2020.05.17

第52回 獣医麻酔:糖尿病麻酔について②

糖尿病では循環血液量は減少しているのか?

 

 

結論:そういうときもある

 

 

となります。

 

獣医麻酔だけでなく、集中治療領域でも特に重要となりますので、

 

 

理論的な背景を考えてみましょう!

 

本来は血中にグルコースがあればインスリンの作用によってそのエネルギー源が細胞内にも供給される。

 

血中のグルコースは本来は糸球体でろ過された後に、近位尿細管でほとんど再吸収される。

 

しかしそのグルコースが過剰となると再吸収量を超えてしまい、尿中に排泄されます。

 

いわゆる閾値を上回るんですね。

 

一般的にはグルコースが犬180mg/dl、猫300mg/dl以上で尿糖が出ると言われていますね。

 

こうなると浸透圧の関係で尿中に多量の尿が排泄される。
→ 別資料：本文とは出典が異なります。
//! `SeaORM` active enums backed by Postgres enum types.

use sea_orm::entity::prelude::*;
use serde::{Deserialize, Serialize};

#[derive(Debug, Clone, Copy, PartialEq, Eq, EnumIter, DeriveActiveEnum, Serialize, Deserialize)]
#[sea_orm(rs_type = "String", db_type = "Enum", enum_name = "project_status")]
pub enum ProjectStatus {
    #[sea_orm(string_value = "on_hold")]
    OnHold,
    #[sea_orm(string_value = "active")]
    Active,
    #[sea_orm(string_value = "in_progress")]
    InProgress,
    #[sea_orm(string_value = "completed")]
    Completed,
    #[sea_orm(string_value = "cancelled")]
    Cancelled,
}

#[derive(Debug, Clone, Copy, PartialEq, Eq, EnumIter, DeriveActiveEnum, Serialize, Deserialize)]
#[sea_orm(rs_type = "String", db_type = "Enum", enum_name = "estimation_status")]
pub enum EstimationStatus {
    #[sea_orm(string_value = "pending")]
    Pending,
    #[sea_orm(string_value = "approved")]
    Approved,
    #[sea_orm(string_value = "rejected")]
    Rejected,
}

#[derive(Debug, Clone, Copy, PartialEq, Eq, EnumIter, DeriveActiveEnum, Serialize, Deserialize)]
#[sea_orm(rs_type = "String", db_type = "Enum", enum_name = "quotation_status")]
pub enum QuotationStatus {
    #[sea_orm(string_value = "draft")]
    Draft,
    #[sea_orm(string_value = "sent")]
    Sent,
    #[sea_orm(string_value = "revised")]
    Revised,
    #[sea_orm(string_value = "confirmed")]
    Confirmed,
    #[sea_orm(string_value = "locked")]
    Locked,
}

#[derive(Debug, Clone, Copy, PartialEq, Eq, EnumIter, DeriveActiveEnum, Serialize, Deserialize)]
#[sea_orm(rs_type = "String", db_type = "Enum", enum_name = "expense_category")]
pub enum ExpenseCategory {
    #[sea_orm(string_value = "labor")]
    Labor,
    #[sea_orm(string_value = "procurement")]
    Procurement,
    #[sea_orm(string_value = "transport")]
    Transport,
    #[sea_orm(string_value = "misc")]
    Misc,
}

#[derive(Debug, Clone, Copy, PartialEq, Eq, EnumIter, DeriveActiveEnum, Serialize, Deserialize)]
#[sea_orm(
    rs_type = "String",
    db_type = "Enum",
    enum_name = "notification_priority"
)]
pub enum NotificationPriority {
    #[sea_orm(string_value = "low")]
    Low,
    #[sea_orm(string_value = "normal")]
    Normal,
    #[sea_orm(string_value = "high")]
    High,
    #[sea_orm(string_value = "urgent")]
    Urgent,
}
この時に排泄されるのは自由水だけでなく、多量の電解質も排泄されてしまいます。

 

したがって失った体液量を補うために多飲となります。

しかし、なにかしらの原因で飲水ができない、もしくは術前の絶飲食によって想像以上に体液量が減少する可能性もあります。

糖尿病動物では細胞外脱水および細胞内脱水ともに生じているのです。

 

 

ここで注意が必要です。

 

教科書などでは、この辺が取り上げられるので、

 

 

 

糖尿病動物=脱水

 

 

 

と安易になりがちなのですが、動物によって体液量は様々です。

 

せっかくVESのブログに来てくれた皆さんは、安易な判断はせずに、症例に寄り添ったボリュームステータスを評価してあげてくださいね。

 

 

そして、脱水があるなら、

 

絶対に輸液補正してください。

 

 

脱水がシグナルとなり、有効循環血漿量が低下し、交感神経系が活性化します。

 

つまりカテコラミンが分泌されて、血糖値が上昇します。

 

この状態でも、尿中に多量に尿が排泄されているならば高いなりに血糖値は維持されますが、麻酔中、出血による循環血液量減少や血管拡張による臓器灌流低下によって、糸球体ろ過量が減少すると、グルコースは排泄すらできなくなってしまう。

つまり、さらなる高血糖を引き起こすのである。